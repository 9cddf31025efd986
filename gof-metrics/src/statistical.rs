use gof_core::{CoreError, Result};
use serde::{Deserialize, Serialize};
use statrs::distribution::{ChiSquared, ContinuousCDF};

use crate::kolmogorov;

#[derive(Debug, Clone, Copy, Serialize, Deserialize, PartialEq)]
pub struct StatisticalResult {
    pub statistic: f64,
    pub p_value: f64,
    pub degrees_of_freedom: Option<f64>,
    pub sample_size: Option<u64>,
}

impl StatisticalResult {
    /// Fails with a computation error if either value is not a finite number.
    pub fn ensure_finite(self) -> Result<Self> {
        if !self.statistic.is_finite() {
            return Err(CoreError::Computation(format!(
                "test statistic is not a finite number ({})",
                self.statistic
            )));
        }
        if !self.p_value.is_finite() {
            return Err(CoreError::Computation(format!(
                "p-value is not a finite number ({})",
                self.p_value
            )));
        }
        Ok(self)
    }
}

pub struct StatisticalAnalyzer;

impl StatisticalAnalyzer {
    /// Pearson's Chi-square goodness-of-fit test with `k - 1` degrees of freedom.
    pub fn chi_square_goodness_of_fit(observed: &[f64], expected: &[f64]) -> Result<StatisticalResult> {
        if observed.len() != expected.len() {
            return Err(CoreError::Validation(format!(
                "observed ({}) and expected ({}) lengths differ",
                observed.len(),
                expected.len()
            )));
        }
        if observed.len() < 2 {
            return Err(CoreError::Computation(
                "at least two categories are required for a Chi-square test".to_string(),
            ));
        }
        if let Some(position) = expected.iter().position(|&e| e <= 0.0) {
            return Err(CoreError::Computation(format!(
                "expected frequency of category {} is not positive",
                position + 1
            )));
        }

        let statistic: f64 = observed
            .iter()
            .zip(expected)
            .map(|(&o, &e)| (o - e).powi(2) / e)
            .sum();

        let df = (observed.len() - 1) as f64;
        let chi2 = ChiSquared::new(df).map_err(|e| CoreError::Computation(e.to_string()))?;
        let p_value = chi2.sf(statistic);

        StatisticalResult {
            statistic,
            p_value,
            degrees_of_freedom: Some(df),
            sample_size: None,
        }
        .ensure_finite()
    }

    /// Two-sided one-sample Kolmogorov-Smirnov test of `sample` against `cdf`.
    ///
    /// D is `max(D+, D-)` over the sorted sample, with ties handled point by
    /// point so that discrete reference distributions behave like the usual
    /// sample-based implementations.
    pub fn ks_one_sample<F>(sample: &[f64], cdf: F, exact_max_sample: u64) -> Result<StatisticalResult>
    where
        F: Fn(f64) -> f64,
    {
        if sample.is_empty() {
            return Err(CoreError::DegenerateInput(
                "There are no observations to analyze.".to_string(),
            ));
        }

        let mut sorted = sample.to_vec();
        sorted.sort_by(|a, b| a.total_cmp(b));

        let n = sorted.len();
        let nf = n as f64;
        let mut d_plus = f64::NEG_INFINITY;
        let mut d_minus = f64::NEG_INFINITY;
        for (i, &x) in sorted.iter().enumerate() {
            let f = cdf(x);
            d_plus = d_plus.max((i + 1) as f64 / nf - f);
            d_minus = d_minus.max(f - i as f64 / nf);
        }
        let statistic = d_plus.max(d_minus);
        let p_value = kolmogorov::p_value(n as u64, statistic, exact_max_sample);

        StatisticalResult {
            statistic,
            p_value,
            degrees_of_freedom: None,
            sample_size: Some(n as u64),
        }
        .ensure_finite()
    }

    /// Largest absolute gap between two cumulative distributions evaluated on the same points.
    pub fn max_cdf_distance(empirical: &[f64], theoretical: &[f64]) -> f64 {
        empirical
            .iter()
            .zip(theoretical)
            .map(|(e, t)| (e - t).abs())
            .fold(0.0, f64::max)
    }
}
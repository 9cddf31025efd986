use anyhow::Result;
use axum::{middleware, routing::get, Router};
use gof_api::{
    handlers::system::health_check,
    observability::{init_logging, init_metrics, metrics_handler, request_logging_middleware},
    AppState,
};
use std::net::SocketAddr;
use tower_http::{services::ServeDir, trace::TraceLayer};

mod config;

#[tokio::main]
async fn main() -> Result<()> {
    let config = config::Config::load()?;

    init_logging(&config.log)?;
    tracing::info!("Starting goodness-of-fit lab server");

    init_metrics()?;
    tracing::info!(
        significance_level = config.analysis.significance_level,
        poisson_bin_origin = ?config.analysis.poisson_bin_origin,
        "Configuration loaded"
    );

    let state = AppState::new(config.analysis.clone());
    let app = app(state, &config.static_dir);

    let addr: SocketAddr = format!("{}:{}", config.host, config.port).parse()?;
    tracing::info!("Listening on {}", addr);

    let listener = tokio::net::TcpListener::bind(addr).await?;
    axum::serve(listener, app).await?;

    Ok(())
}

fn app(state: AppState, static_dir: &str) -> Router {
    Router::new()
        .route("/health", get(health_check))
        .route("/metrics", get(metrics_handler))
        .merge(gof_api::routes(state))
        .fallback_service(ServeDir::new(static_dir).append_index_html_on_directories(true))
        .layer(middleware::from_fn(request_logging_middleware))
        .layer(TraceLayer::new_for_http())
}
┄┄┄┄┄┄┄┄┄┄┄┄┄┄┄┄┄┄┄┄
Please reproduce every line shown above, exactly as written.

repository 9cddf31025efd986
filename gof-metrics/src/statistical.rs
use gof_core::{CoreError, Result};
use serde::{Deserialize, Serialize};
use statrs::distribution::{ChiSquared, ContinuousCDF};

use crate::kolmogorov;

#[derive(Debug, Clone, Copy, Serialize, Deserialize, PartialEq)]
pub struct StatisticalResult {
    pub statistic: f64,
    pub p_value: f64,
    pub degrees_of_freedom: Option<f64>,
    pub sample_size: Option<u64>,
}

impl StatisticalResult {
    /// Fails with a computation error if either value is not a finite number.
    pub fn ensure_finite(self) -> Result<Self> {
        if !self.statistic.is_finite() {
            return Err(CoreError::Computation(format!(
                "test statistic is not a finite number ({})",
                self.statistic
            )));
        }
        if !self.p_value.is_finite() {
            return Err(CoreError::Computation(format!(
                "p-value is not a finite number ({})",
                self.p_value
            )));
        }
        Ok(self)
    }
}

pub struct StatisticalAnalyzer;

impl StatisticalAnalyzer {
    /// Pearson's Chi-square goodness-of-fit test with `k - 1` degrees of freedom.
    pub fn chi_square_goodness_of_fit(observed: &[f64], expected: &[f64]) -> Result<StatisticalResult> {
        if observed.len() != expected.len() {
            return Err(CoreError::Validation(format!(
                "observed ({}) and expected ({}) lengths differ",
                observed.len(),
                expected.len()
            )));
        }
        if observed.len() < 2 {
            return Err(CoreError::Computation(
                "at least two categories are required for a Chi-square test".to_string(),
            ));
        }
        if let Some(position) = expected.iter().position(|&e| e <= 0.0) {
            return Err(CoreError::Computation(format!(
                "expected frequency of category {} is not positive",
                position + 1
            )));
        }

        let statistic: f64 = observed
            .iter()
            .zip(expected)
            .map(|(&o, &e)| (o - e).powi(2) / e)
            .sum();

        let df = (observed.len() - 1) as f64;
        let chi2 = ChiSquared::new(df).map_err(|e| CoreError::Computation(e.to_string()))?;
        let p_value = chi2.sf(statistic);

        StatisticalResult {
            statistic,
            p_value,
            degrees_of_freedom: Some(df),
            sample_size: None,
        }
        .ensure_finite()
    }

    /// Two-sided one-sample Kolmogorov-Smirnov test of `sample` against `cdf`.
    ///
    /// D is `max(D+, D-)` over the sorted sample, with ties handled point by
    /// point so that discrete reference distributions behave like the usual
    /// sample-based implementations.
    pub fn ks_one_sample<F>(sample: &[f64], cdf: F, exact_max_sample: u64) -> Result<StatisticalResult>
    where
        F: Fn(f64) -> f64,
    {
        if sample.is_empty() {
            return Err(CoreError::DegenerateInput(
                "There are no observations to analyze.".to_string(),
            ));
        }

        let mut sorted = sample.to_vec();
        sorted.sort_by(|a, b| a.total_cmp(b));

        let n = sorted.len();
        let nf = n as f64;
        let mut d_plus = f64::NEG_INFINITY;
        let mut d_minus = f64::NEG_INFINITY;
        for (i, &x) in sorted.iter().enumerate() {
            let f = cdf(x);
            d_plus = d_plus.max((i + 1) as f64 / nf - f);
            d_minus = d_minus.max(f - i as f64 / nf);
        }
        let statistic = d_plus.max(d_minus);
        let p_value = kolmogorov::p_value(n as u64, statistic, exact_max_sample);

        StatisticalResult {
            statistic,
            p_value,
            degrees_of_freedom: None,
            sample_size: Some(n as u64),
        }
        .ensure_finite()
    }

    /// Largest absolute gap between two cumulative distributions evaluated on the same points.
    pub fn max_cdf_distance(empirical: &[f64], theoretical: &[f64]) -> f64 {
        empirical
            .iter()
            .zip(theoretical)
            .map(|(e, t)| (e - t).abs())
            .fold(0.0, f64::max)
    }
}
repository 9cddf31025efd986
use anyhow::Result;
use axum::{middleware, routing::get, Router};
use gof_api::{
    handlers::system::health_check,
    observability::{init_logging, init_metrics, metrics_handler, request_logging_middleware},
    AppState,
};
use std::net::SocketAddr;
use tower_http::{services::ServeDir, trace::TraceLayer};

mod config;

#[tokio::main]
async fn main() -> Result<()> {
    let config = config::Config::load()?;

    init_logging(&config.log)?;
    tracing::info!("Starting goodness-of-fit lab server");

    init_metrics()?;
    tracing::info!(
        significance_level = config.analysis.significance_level,
        poisson_bin_origin = ?config.analysis.poisson_bin_origin,
        "Configuration loaded"
    );

    let state = AppState::new(config.analysis.clone());
    let app = app(state, &config.static_dir);

    let addr: SocketAddr = format!("{}:{}", config.host, config.port).parse()?;
    tracing::info!("Listening on {}", addr);

    let listener = tokio::net::TcpListener::bind(addr).await?;
    axum::serve(listener, app).await?;

    Ok(())
}

fn app(state: AppState, static_dir: &str) -> Router {
    Router::new()
        .route("/health", get(health_check))
        .route("/metrics", get(metrics_handler))
        .merge(gof_api::routes(state))
        .fallback_service(ServeDir::new(static_dir).append_index_html_on_directories(true))
        .layer(middleware::from_fn(request_logging_middleware))
        .layer(TraceLayer::new_for_http())
}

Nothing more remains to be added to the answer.